During WWII, Nancy Thompson wrote letters to students, alumni, and at least one faculty member, who served in the war effort. Thompson diligently filed almost 700 of the responses that 180 of the men and women sent back.
In 1954, Thompson the Alumni Association gifted her a blue scrapbook with gold detail for her efforts to keep the campus community connected during the war (pictured here). She wrote an Introduction, attached pictures of the world map that showed where students were stationed, and included the names of the men who died. She pasted or taped some of the letters into the scrapbook, alphabetically by last name, men first, followed by women, but she left many of the letters in thin plastic sleeves, one sleeve per person, simply attached with a paperclip. There were actually two scrapbooks, the first contained last names of men starting with A-R, the second included one page of last names with the letter K and S-W, followed by the women.
The collection includes mostly letters, handwritten or typed, on a huge variety of stationary, many with unit and other insignias. Other forms of letters include: postcards, v-mail, telegrams, change of address forms, and clippings. Thompson also saved miscellaneous memorabilia from their travels such as currency, newspapers, Christmas Cards, and photographs. Some letters were censored and others contained very little information to avoid being censored. There are many engagement, marriage, and baby announcements.

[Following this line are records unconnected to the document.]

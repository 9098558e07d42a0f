use yew::prelude::*;

use crate::components::carousel::BackgroundCarousel;
use crate::components::lead_form::LeadForm;
use crate::config::PageConfig;

#[derive(Properties, PartialEq)]
pub struct LandingProps {
    pub config: PageConfig,
}

#[function_component(Landing)]
pub fn landing(props: &LandingProps) -> Html {
    let PageConfig { form, carousel } = &props.config;

    // Start at the top on first render
    use_effect_with_deps(
        move |_| {
            if let Some(window) = web_sys::window() {
                window.scroll_to_with_x_and_y(0.0, 0.0);
            }
            || ()
        },
        (),
    );

    html! {
        <div class="landing">
            <style>
                {r#"
                .landing {
                    min-height: 100vh;
                    font-family: -apple-system, BlinkMacSystemFont, "Segoe UI", Roboto, Helvetica, Arial, sans-serif;
                    color: #fff;
                    background: #1a1a1a;
                }
                .form-section {
                    position: relative;
                    min-height: 100vh;
                    display: flex;
                    align-items: center;
                    justify-content: center;
                    overflow: hidden;
                    padding: 2rem;
                }
                .form-section .bg {
                    position: absolute;
                    inset: 0;
                    z-index: 0;
                }
                .bg-slide {
                    position: absolute;
                    inset: 0;
                    background-size: cover;
                    background-position: center;
                    opacity: 0;
                    transition: opacity 0.8s ease-in-out;
                }
                .bg-slide.active {
                    opacity: 1;
                }
                .form-section .bg::after {
                    content: '';
                    position: absolute;
                    inset: 0;
                    background: linear-gradient(to bottom, rgba(26, 26, 26, 0.3) 0%, rgba(26, 26, 26, 0.9) 100%);
                }
                .form-card {
                    position: relative;
                    z-index: 1;
                    width: 100%;
                    max-width: 480px;
                    padding: 2.5rem;
                    background: rgba(30, 30, 30, 0.7);
                    border: 1px solid rgba(37, 211, 102, 0.15);
                    border-radius: 16px;
                    backdrop-filter: blur(10px);
                    box-shadow: 0 8px 32px rgba(0, 0, 0, 0.3);
                }
                .form-card h1 {
                    font-size: 2rem;
                    margin: 0 0 0.75rem;
                }
                .form-card .subtitle {
                    color: rgba(255, 255, 255, 0.8);
                    margin-bottom: 1.5rem;
                }
                .lead-form {
                    display: flex;
                    flex-direction: column;
                    gap: 0.75rem;
                }
                .phone-input {
                    padding: 0.9rem 1rem;
                    font-size: 1.1rem;
                    border-radius: 8px;
                    border: 1px solid rgba(255, 255, 255, 0.2);
                    background: rgba(0, 0, 0, 0.3);
                    color: #fff;
                }
                .submit-btn {
                    display: flex;
                    align-items: center;
                    justify-content: center;
                    gap: 0.5rem;
                    padding: 0.9rem 1rem;
                    font-size: 1rem;
                    border: none;
                    border-radius: 8px;
                    background: #25d366;
                    color: #fff;
                    cursor: pointer;
                    transition: opacity 0.2s ease;
                }
                .submit-btn:disabled {
                    opacity: 0.5;
                    cursor: not-allowed;
                }
                .submit-btn.btn-success {
                    background: #128c7e;
                    opacity: 1;
                }
                .btn-icon {
                    width: 20px;
                    height: 20px;
                    fill: currentColor;
                }
                .form-message.error {
                    color: #ff6b6b;
                    font-size: 0.9rem;
                    margin: 0;
                }
                .loading-overlay {
                    position: fixed;
                    inset: 0;
                    z-index: 20;
                    display: flex;
                    align-items: center;
                    justify-content: center;
                    background: rgba(0, 0, 0, 0.6);
                }
                .loading-overlay[hidden] {
                    display: none;
                }
                .loading-spinner {
                    display: inline-block;
                    width: 40px;
                    height: 40px;
                    border: 4px solid rgba(255,255,255,.3);
                    border-radius: 50%;
                    border-top-color: #fff;
                    animation: spin 1s ease-in-out infinite;
                }
                @keyframes spin { to { transform: rotate(360deg); } }
                .popup {
                    position: fixed;
                    inset: 0;
                    z-index: 30;
                    display: flex;
                    align-items: center;
                    justify-content: center;
                }
                .popup-backdrop {
                    position: absolute;
                    inset: 0;
                    background: rgba(0, 0, 0, 0.6);
                }
                .popup-card {
                    position: relative;
                    max-width: 420px;
                    padding: 2rem;
                    border-radius: 16px;
                    background: #222;
                    text-align: center;
                }
                .popup-close {
                    position: absolute;
                    top: 0.5rem;
                    right: 0.75rem;
                    background: none;
                    border: none;
                    color: #aaa;
                    font-size: 1.5rem;
                    cursor: pointer;
                }
                .popup-illustration {
                    max-width: 160px;
                    margin-bottom: 1rem;
                }
                .popup-success .popup-title { color: #25d366; }
                .popup-error .popup-title { color: #ff6b6b; }
                .popup-link {
                    display: inline-block;
                    margin-top: 1rem;
                    color: #7EB2FF;
                }
                @media (max-width: 768px) {
                    .form-card {
                        padding: 1.5rem;
                    }
                    .form-card h1 {
                        font-size: 1.6rem;
                    }
                }
                "#}
            </style>
            <section class="form-section">
                <BackgroundCarousel slides={carousel.slides.clone()} active={carousel.active} />
                <div class="form-card">
                    <h1>{"Receba o catálogo da Fast Homes"}</h1>
                    <p class="subtitle">
                        {"Deixe seu WhatsApp e enviamos o catálogo completo de imóveis direto para você."}
                    </p>
                    <LeadForm config={form.clone()} />
                </div>
            </section>
        </div>
    }
}
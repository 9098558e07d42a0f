use std::rc::Rc;

use yew::prelude::*;
use yew_hooks::prelude::*;

pub const SLIDE_INTERVAL_MS: u32 = 2_000;

#[derive(Clone, Debug, PartialEq)]
pub struct Carousel {
    len: usize,
    current: usize,
    running: bool,
}

#[derive(Clone, Copy, Debug, PartialEq)]
pub enum CarouselAction {
    Next,
    Start,
    Stop,
}

impl Carousel {
    pub fn new(len: usize, active: usize) -> Self {
        Self {
            len,
            current: if active < len { active } else { 0 },
            running: len > 0,
        }
    }

    pub fn current(&self) -> usize {
        self.current
    }

    pub fn is_running(&self) -> bool {
        self.running
    }

    /// Zero keeps `use_interval` idle.
    pub fn interval_ms(&self) -> u32 {
        if self.is_running() && self.len > 0 {
            SLIDE_INTERVAL_MS
        } else {
            0
        }
    }

    pub fn apply(&mut self, action: CarouselAction) {
        match action {
            CarouselAction::Next => {
                if self.len > 0 {
                    self.current = (self.current + 1) % self.len;
                }
            }
            CarouselAction::Start => self.running = self.len > 0,
            CarouselAction::Stop => self.running = false,
        }
    }
}

impl Reducible for Carousel {
    type Action = CarouselAction;

    fn reduce(self: Rc<Self>, action: Self::Action) -> Rc<Self> {
        let mut next = (*self).clone();
        next.apply(action);
        next.into()
    }
}

#[derive(Properties, PartialEq)]
pub struct BackgroundCarouselProps {
    pub slides: Vec<String>,
    #[prop_or_default]
    pub active: usize,
}

#[function_component(BackgroundCarousel)]
pub fn background_carousel(props: &BackgroundCarouselProps) -> Html {
    let carousel = {
        let len = props.slides.len();
        let active = props.active;
        use_reducer(move || Carousel::new(len, active))
    };

    {
        let millis = carousel.interval_ms();
        let carousel = carousel.clone();
        use_interval(move || carousel.dispatch(CarouselAction::Next), millis);
    }

    if props.slides.is_empty() {
        return html! {};
    }

    // Paused while the pointer or a finger is on it.
    let pause = {
        let carousel = carousel.clone();
        Callback::from(move |_: MouseEvent| carousel.dispatch(CarouselAction::Stop))
    };
    let resume = {
        let carousel = carousel.clone();
        Callback::from(move |_: MouseEvent| carousel.dispatch(CarouselAction::Start))
    };
    let touch_pause = {
        let carousel = carousel.clone();
        Callback::from(move |_: TouchEvent| carousel.dispatch(CarouselAction::Stop))
    };
    let touch_resume = {
        let carousel = carousel.clone();
        Callback::from(move |_: TouchEvent| carousel.dispatch(CarouselAction::Start))
    };

    html! {
        <div class="bg"
            onmouseenter={pause}
            onmouseleave={resume}
            ontouchstart={touch_pause}
            ontouchend={touch_resume}
        >
            { for props.slides.iter().enumerate().map(|(i, src)| html! {
                <div
                    class={classes!("bg-slide", (i == carousel.current()).then_some("active"))}
                    style={format!("background-image: url('{}');", src)}
                />
            }) }
        </div>
    }
}

#[cfg(test)]
mod tests {
    use super::*;

    #[test]
    fn wraps_around() {
        let mut carousel = Carousel::new(3, 0);
        carousel.apply(CarouselAction::Next);
        carousel.apply(CarouselAction::Next);
        assert_eq!(carousel.current(), 2);
        carousel.apply(CarouselAction::Next);
        assert_eq!(carousel.current(), 0);
    }

    #[test]
    fn starts_on_configured_slide() {
        assert_eq!(Carousel::new(4, 2).current(), 2);
        assert_eq!(Carousel::new(4, 9).current(), 0);
    }

    #[test]
    fn pause_and_resume() {
        let mut carousel = Carousel::new(2, 0);
        assert_eq!(carousel.interval_ms(), SLIDE_INTERVAL_MS);
        carousel.apply(CarouselAction::Stop);
        assert!(!carousel.is_running());
        assert_eq!(carousel.interval_ms(), 0);
        carousel.apply(CarouselAction::Start);
        assert_eq!(carousel.interval_ms(), SLIDE_INTERVAL_MS);
    }

    #[test]
    fn no_slides_means_no_timer() {
        let mut carousel = Carousel::new(0, 0);
        carousel.apply(CarouselAction::Start);
        carousel.apply(CarouselAction::Next);
        assert_eq!(carousel.interval_ms(), 0);
        assert_eq!(carousel.current(), 0);
    }
}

There are many examples of the letter writer inquiring about other students or commenting on bumping into their classmates while far from home. They expressed considerable appreciation in response to the The Service Men’s News newsletter, Christmas Cards, yearbooks, photographs, newspapers, and other materials the school sent to them. Even a record from the College Daze performance was mailed out, with a song from the show on one side and a message from the school on the other. Some letters were very polite, but many show a touch of humor.

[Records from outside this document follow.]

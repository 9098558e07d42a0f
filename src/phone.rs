// Brazilian mobile number mask: +55 (DD) 9XXXX-XXXX

pub const COUNTRY_CODE: &str = "55";
pub const DISPLAY_PREFIX: &str = "+55";
/// What the field shows before the user types anything.
pub const EMPTY_FIELD: &str = "+55 ";

// 55 + DDD(2) + up to 9 subscriber digits
const MAX_DIGITS: usize = 13;

pub fn only_digits(input: &str) -> String {
    input.chars().filter(|c| c.is_ascii_digit()).collect()
}

/// Masks whatever is in the field. The country code is never typed by the
/// user, so it is synthesized when missing.
pub fn format_brazil_phone(input: &str) -> String {
    let mut digits = only_digits(input);
    if !digits.starts_with(COUNTRY_CODE) {
        digits.insert_str(0, COUNTRY_CODE);
    }
    digits.truncate(MAX_DIGITS);

    let rest = &digits[COUNTRY_CODE.len()..];
    let (ddd, number) = rest.split_at(rest.len().min(2));

    let mut formatted = String::from(DISPLAY_PREFIX);
    if !ddd.is_empty() {
        formatted.push_str(" (");
        formatted.push_str(ddd);
        if ddd.len() == 2 {
            formatted.push(')');
        }
    }

    match number.len() {
        0 => {}
        1..=5 => {
            formatted.push(' ');
            formatted.push_str(number);
        }
        6..=9 => {
            let (first, last) = number.split_at(number.len() - 4);
            formatted.push(' ');
            formatted.push_str(first);
            formatted.push('-');
            formatted.push_str(last);
        }
        _ => {
            // Not reachable under the 13 digit cap, kept for longer caps.
            let (first, tail) = number.split_at(5);
            let (mid, last) = tail.split_at(tail.len().min(4));
            let last = &last[..last.len().min(4)];
            formatted.push(' ');
            formatted.push_str(first);
            if !mid.is_empty() {
                formatted.push('-');
                formatted.push_str(mid);
            }
            if !last.is_empty() {
                formatted.push('-');
                formatted.push_str(last);
            }
        }
    }

    formatted
}

/// WhatsApp only works with mobiles, so landlines (8 subscriber digits) are
/// refused here even though [`to_e164`] would take them.
pub fn is_valid_mobile(input: &str) -> bool {
    let digits = only_digits(input);
    let Some(rest) = digits.strip_prefix(COUNTRY_CODE) else {
        return false;
    };
    let (ddd, local) = rest.split_at(rest.len().min(2));

    if ddd.len() != 2 || ddd.starts_with('0') {
        return false;
    }

    local.len() == 9 && local.starts_with('9')
}

pub fn to_e164(input: &str) -> Option<String> {
    let digits = only_digits(input);
    let local = digits.strip_prefix(COUNTRY_CODE)?;
    match local.len() {
        10 | 11 => Some(format!("+{}", digits)),
        _ => None,
    }
}

pub fn ensure_prefix(value: &str) -> String {
    if value.is_empty() || !value.starts_with(DISPLAY_PREFIX) {
        EMPTY_FIELD.to_string()
    } else {
        value.to_string()
    }
}

/// True when a keydown would eat into the "+55" prefix.
pub fn blocks_prefix_edit(key: &str, caret: u32) -> bool {
    let prefix_len = DISPLAY_PREFIX.len() as u32;
    match key {
        "Backspace" => caret <= prefix_len,
        "Delete" => caret < prefix_len + 1,
        _ => false,
    }
}

/// Field value after an input event, and whether it is submittable.
#[derive(Clone, Debug, PartialEq, Eq)]
pub struct MaskedField {
    pub value: String,
    pub valid: bool,
}

pub fn mask_field(raw: &str) -> MaskedField {
    let value = format_brazil_phone(raw);
    let valid = is_valid_mobile(&value);
    MaskedField { value, valid }
}

/// New field value on focus, when the prefix has to be put back.
pub fn focus_field(value: &str) -> Option<String> {
    let fixed = ensure_prefix(value);
    (fixed != value).then_some(fixed)
}

/// New field value when a keydown is swallowed; `None` lets the key through.
pub fn guard_keydown(key: &str, caret: u32, value: &str) -> Option<String> {
    blocks_prefix_edit(key, caret).then(|| ensure_prefix(value))
}

#[cfg(test)]
mod tests {
    use super::*;

    #[test]
    fn only_digits_drops_everything_else() {
        assert_eq!(only_digits("+55 (11) 98888-7777"), "5511988887777");
        assert_eq!(only_digits(""), "");
        assert_eq!(only_digits("abc"), "");
    }

    #[test]
    fn formats_progressively_while_typing() {
        assert_eq!(format_brazil_phone(""), "+55");
        assert_eq!(format_brazil_phone("+55 1"), "+55 (1");
        assert_eq!(format_brazil_phone("+55 11"), "+55 (11)");
        assert_eq!(format_brazil_phone("+55 (11) 9"), "+55 (11) 9");
        assert_eq!(format_brazil_phone("+55 (11) 98888"), "+55 (11) 98888");
        assert_eq!(format_brazil_phone("+55 (11) 988887"), "+55 (11) 98-8887");
        assert_eq!(format_brazil_phone("+55 (11) 98888777"), "+55 (11) 9888-8777");
        assert_eq!(
            format_brazil_phone("+55 (11) 988887777"),
            "+55 (11) 98888-7777"
        );
    }

    #[test]
    fn synthesizes_country_code_from_area_code() {
        assert_eq!(format_brazil_phone("11988887777"), "+55 (11) 98888-7777");
        assert_eq!(format_brazil_phone("4"), "+55 (4");
    }

    #[test]
    fn truncates_extra_digits() {
        assert_eq!(
            format_brazil_phone("55119888877779999"),
            "+55 (11) 98888-7777"
        );
    }

    #[test]
    fn formatted_output_keeps_every_digit_in_order() {
        let source = "55987654321098";
        for len in 2..=13 {
            for shift in 0..10u8 {
                let tail: String = source[2..len]
                    .bytes()
                    .map(|b| (b'0' + (b - b'0' + shift) % 10) as char)
                    .collect();
                let digits = format!("55{}", tail);
                let formatted = format_brazil_phone(&digits);
                assert!(formatted.starts_with("+55"), "{}", formatted);
                assert_eq!(only_digits(&formatted), digits);
            }
        }
    }

    #[test]
    fn formatting_is_idempotent() {
        let inputs = [
            "",
            "5",
            "55",
            "+55 (0",
            "1",
            "119",
            "(21) 3333-4444",
            "5511988887777",
            "00000000000000000",
            "hello 12 world 345",
            "+1 415 555 0100",
        ];
        for input in inputs {
            let once = format_brazil_phone(input);
            assert_eq!(format_brazil_phone(&once), once, "input {:?}", input);
        }
    }

    #[test]
    fn accepts_only_mobile_numbers() {
        assert!(is_valid_mobile("5511988887777"));
        assert!(is_valid_mobile("+55 (11) 98888-7777"));
        assert!(!is_valid_mobile("5511888887777"));
        assert!(!is_valid_mobile("551188887777"));
        assert!(!is_valid_mobile("5501988887777"));
        assert!(!is_valid_mobile("5411988887777"));
        assert!(!is_valid_mobile("55119888877770"));
        assert!(!is_valid_mobile("+55 (11)"));
        assert!(!is_valid_mobile(""));
    }

    #[test]
    fn e164_takes_ten_or_eleven_local_digits() {
        assert_eq!(
            to_e164("5511988887777").as_deref(),
            Some("+5511988887777")
        );
        // Wider than the mobile check on purpose.
        assert_eq!(to_e164("551198888777").as_deref(), Some("+551198888777"));
        assert!(!is_valid_mobile("551198888777"));
        assert_eq!(to_e164("+55 (11) 98888-7777").as_deref(), Some("+5511988887777"));
        assert_eq!(to_e164("11988887777"), None);
        assert_eq!(to_e164("55119888"), None);
        assert_eq!(to_e164("551198888777712"), None);
    }

    #[test]
    fn prefix_is_restored_when_missing() {
        assert_eq!(ensure_prefix(""), "+55 ");
        assert_eq!(ensure_prefix("11 9"), "+55 ");
        assert_eq!(ensure_prefix("+5"), "+55 ");
        assert_eq!(ensure_prefix("+55 (11)"), "+55 (11)");
    }

    #[test]
    fn prefix_edits_are_blocked() {
        assert!(blocks_prefix_edit("Backspace", 3));
        assert!(blocks_prefix_edit("Backspace", 0));
        assert!(!blocks_prefix_edit("Backspace", 4));
        assert!(blocks_prefix_edit("Delete", 3));
        assert!(!blocks_prefix_edit("Delete", 4));
        assert!(!blocks_prefix_edit("a", 0));
    }

    #[test]
    fn typing_masks_and_gates_together() {
        let partial = mask_field("+55 (11) 98888");
        assert_eq!(partial.value, "+55 (11) 98888");
        assert!(!partial.valid);

        let full = mask_field("+55 (11) 988887777");
        assert_eq!(full.value, "+55 (11) 98888-7777");
        assert!(full.valid);

        // Pasted without country code.
        let pasted = mask_field("(21) 99999-0000");
        assert_eq!(pasted.value, "+55 (21) 99999-0000");
        assert!(pasted.valid);

        let landline = mask_field("11 3333 4444");
        assert_eq!(landline.value, "+55 (11) 3333-4444");
        assert!(!landline.valid);

        let empty = mask_field("");
        assert_eq!(empty.value, "+55");
        assert!(!empty.valid);
    }

    #[test]
    fn focus_restores_only_a_missing_prefix() {
        assert_eq!(focus_field("").as_deref(), Some("+55 "));
        assert_eq!(focus_field("(11) 9").as_deref(), Some("+55 "));
        assert_eq!(focus_field("+55 (11) 9"), None);
        assert_eq!(focus_field("+55 "), None);
    }

    #[test]
    fn keydown_into_prefix_keeps_the_field() {
        assert_eq!(
            guard_keydown("Backspace", 2, "+55 (11) 9").as_deref(),
            Some("+55 (11) 9")
        );
        assert_eq!(guard_keydown("Delete", 0, "").as_deref(), Some("+55 "));
        assert_eq!(guard_keydown("Backspace", 10, "+55 (11) 9"), None);
        assert_eq!(guard_keydown("1", 0, "+55 "), None);
    }
}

The scrapbook was largely forgotten until 2010, when it became the Honors History pilot project. The scrapbook was disassembled and all the contents were removed. Although archivists hope to keep scrapbooks intact, it would have made this project impossible. Moreover, the pages of the scrapbook were of poor quality. Tape adhesives stained the letters and clippings, and some had lost their tact (leaving letters floating and at risk). Some items were layered, making the lower layers inaccessible. The scrapbook could be opened and displayed, but could not withstand any real usage.

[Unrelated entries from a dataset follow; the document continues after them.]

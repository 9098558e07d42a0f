use wasm_bindgen::closure::Closure;
use wasm_bindgen::JsCast;
use web_sys::KeyboardEvent;
use yew::prelude::*;

use crate::submission::{PopupKind, ResultPopup};

#[derive(Properties, PartialEq)]
pub struct PopupProps {
    pub popup: Option<ResultPopup>,
    pub on_close: Callback<()>,
}

#[function_component(Popup)]
pub fn popup(props: &PopupProps) -> Html {
    // Escape closes the popup from anywhere on the page.
    {
        let on_close = props.on_close.clone();
        use_effect_with_deps(
            move |_| {
                let document = web_sys::window().and_then(|w| w.document());
                let listener = Closure::wrap(Box::new(move |e: KeyboardEvent| {
                    if e.key() == "Escape" {
                        on_close.emit(());
                    }
                }) as Box<dyn FnMut(KeyboardEvent)>);

                if let Some(document) = &document {
                    let _ = document.add_event_listener_with_callback(
                        "keydown",
                        listener.as_ref().unchecked_ref(),
                    );
                }

                move || {
                    if let Some(document) = document {
                        let _ = document.remove_event_listener_with_callback(
                            "keydown",
                            listener.as_ref().unchecked_ref(),
                        );
                    }
                }
            },
            (),
        );
    }

    let Some(popup) = props.popup.as_ref() else {
        return html! {};
    };

    let close = {
        let on_close = props.on_close.clone();
        Callback::from(move |_: MouseEvent| on_close.emit(()))
    };

    let mode = match popup.kind {
        PopupKind::Success => "popup-success",
        PopupKind::Error => "popup-error",
    };
    let href = if popup.link_href.is_empty() {
        "#".to_string()
    } else {
        popup.link_href.clone()
    };
    let link_text = if popup.link_text.is_empty() {
        "Acessar".to_string()
    } else {
        popup.link_text.clone()
    };

    html! {
        <div id="form-popup" class={classes!("popup", mode)} role="dialog" aria-modal="true">
            <div class="popup-backdrop" onclick={close.clone()}></div>
            <div class="popup-card">
                <button type="button" class="popup-close" data-close="" aria-label="Fechar" onclick={close}>
                    {"×"}
                </button>
                if let Some(src) = popup.illustration.clone() {
                    <img class="popup-illustration" src={src} alt="" />
                }
                <h2 class="popup-title">{popup.title.clone()}</h2>
                <p class="popup-message">{popup.message.clone()}</p>
                <a id="popup-link" class="popup-link" href={href} target="_blank" rel="noopener">
                    {link_text}
                </a>
            </div>
        </div>
    }
}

Scanning letters written on multiple pages was impossible. It was with the best intentions of sharing this material that the decision was made to safely remove all items from the scrapbooks and file them in archival quality folders and boxes. Adhesives were removed and pages were surface cleaned. The original scrapbooks are still part of the collection.
Letter from George Kliman, Miami Beach, no date; Illustrated telegram from Edward Klingler, no date; “Meet in New Guinea", newspaper clipping about DiPace brothers, no date; Telegram from Edward Klingler, Tokyo, September 11, 1946; Photo of Alfred Cordasco in a plane, Oahu, Territory of Hawaii, 1945; Address Card for Bessie Blum, March 7, 1945; Censored V-Mail from Frank Tansey, March 1, 1944; Baby announcement for the child of Saul Bosek, April 26, 1944; “Betrothal Told,” newspaper wedding announcement for Emily Manganelli, no date; Season’s Greetings Card from Edward Klingler, no date; Postcard of Havana, Cuba, from Emanuel Cohen, postmarked August 22, 1944; French Military Currency, 1944; “Jap Blood Aids Newarker," clipping about Harold Lehner, June 15, 1946.